La postura multi-utente dichiarata di Grom Security era una decisione architetturale prima ancora di essere un punto di marketing. Ogni proprietà è l'oggetto radice dei permessi; ogni zona ne eredita le impostazioni; e ogni utente riceve un ruolo per zona — proprietario, famiglia, dipendente, ospite — con capacità mappate per ruolo. I client mobile mostrano solo i controlli che l'utente è autorizzato a utilizzare sulla zona corrente, e il back office applica la stessa matrice di capacità a ogni chiamata API, così una richiesta contraffatta o riprodotta dal client non può escalare il perimetro.
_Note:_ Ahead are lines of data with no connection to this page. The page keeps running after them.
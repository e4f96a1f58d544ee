//! Unified error type for the catalog crate.
//!
//! Repository write paths return [`CatalogError`] so that blocked writes
//! (validation failures) and storage-layer failures flow through one type.

use thiserror::Error;

use crate::credential::CredentialError;
use crate::db::RepositoryError;
use crate::validate::ValidationErrors;

/// Top-level error for catalog operations.
#[derive(Debug, Error)]
pub enum CatalogError {
    /// Field-level constraint violations; the write was blocked.
    #[error(transparent)]
    Validation(#[from] ValidationErrors),

    /// Password hashing or verification failed.
    #[error(transparent)]
    Credential(#[from] CredentialError),

    /// Storage-layer failure.
    #[error(transparent)]
    Repository(#[from] RepositoryError),
}

impl CatalogError {
    /// Whether this error is a storage-layer uniqueness conflict.
    ///
    /// The order-number allocation path treats these as retryable.
    #[must_use]
    pub const fn is_conflict(&self) -> bool {
        matches!(self, Self::Repository(RepositoryError::Conflict(_)))
    }
}

#[cfg(test)]
mod tests {
    use super::*;

    #[test]
    fn test_is_conflict() {
        let err = CatalogError::Repository(RepositoryError::Conflict("slug taken".to_owned()));
        assert!(err.is_conflict());

        let err = CatalogError::Repository(RepositoryError::NotFound);
        assert!(!err.is_conflict());
    }
}
//! Orchard Cart - Client-side shopping cart state holder.
//!
//! The cart is an in-memory, ordered collection of line items mirrored to a
//! persistent string-keyed snapshot after every mutation and hydrated from
//! it at startup. The snapshot seam ([`SnapshotStore`]) stands in for
//! whatever key-value storage the client runtime provides; this crate ships
//! a shared in-memory implementation and a file-backed one.
//!
//! Persistence is fire-and-forget: cart operations never fail observably to
//! the caller. Snapshot write failures are logged and swallowed, and a
//! corrupt snapshot hydrates as an empty cart.
//!
//! ```
//! use orchard_cart::{CartStore, MemorySnapshotStore, ProductSummary};
//! use orchard_core::{CurrencyCode, ListPrice, ProductId};
//! use rust_decimal::Decimal;
//!
//! let trowel = ProductSummary {
//!     id: ProductId::new(1),
//!     name: "Hand Trowel".to_owned(),
//!     price: ListPrice::regular(Decimal::from(12), CurrencyCode::USD),
//!     image: None,
//! };
//!
//! let mut cart = CartStore::open(MemorySnapshotStore::default());
//! cart.add(&trowel, 2);
//! cart.add(&trowel, 3);
//! assert_eq!(cart.total_items(), 5);
//! ```

#![cfg_attr(not(test), forbid(unsafe_code))]

pub mod snapshot;
pub mod store;

pub use snapshot::{FileSnapshotStore, MemorySnapshotStore, SnapshotError, SnapshotStore};
pub use store::{CartLine, CartStore, ProductSummary};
Non esiste tracciamento della posizione per utente, né acquisizione continua dal microfono del dispositivo, né pipeline di metadati verso un fornitore di osservabilità esterno al sistema di intervento dell'operatore.
Il registro di audit è il cuore del modello. Ogni attivazione, disattivazione, visualizzazione video e modifica di configurazione scrive un record immutabile identificato per zona, utente, dispositivo e tipo di evento. La finestra di conservazione predefinita di 90 giorni è estendibile in base alla normativa locale, e il proprietario può esportare il registro in formato JSON o CSV in qualsiasi momento. Le policy di infrastructure-as-code applicano gli invarianti di accesso — qualsiasi pull request che amplierebbe il perimetro di lettura di un ruolo o introdurrebbe un non-tracciamento per zona non supera la CI. La postura è costruita per allinearsi agli obblighi GDPR per gli utenti nell'Unione Europea e agli obblighi CCPA / CPRA per gli utenti in California e negli Stati Uniti — e per rendere una futura valutazione indipendente di conformità un esercizio documentale, non un intervento architetturale.
Postura di conformità: conforme al GDPR · pronto per ISO 27001 · SOC 2 Type II in corso · compatibile HIPAA · CCPA riconosciuto.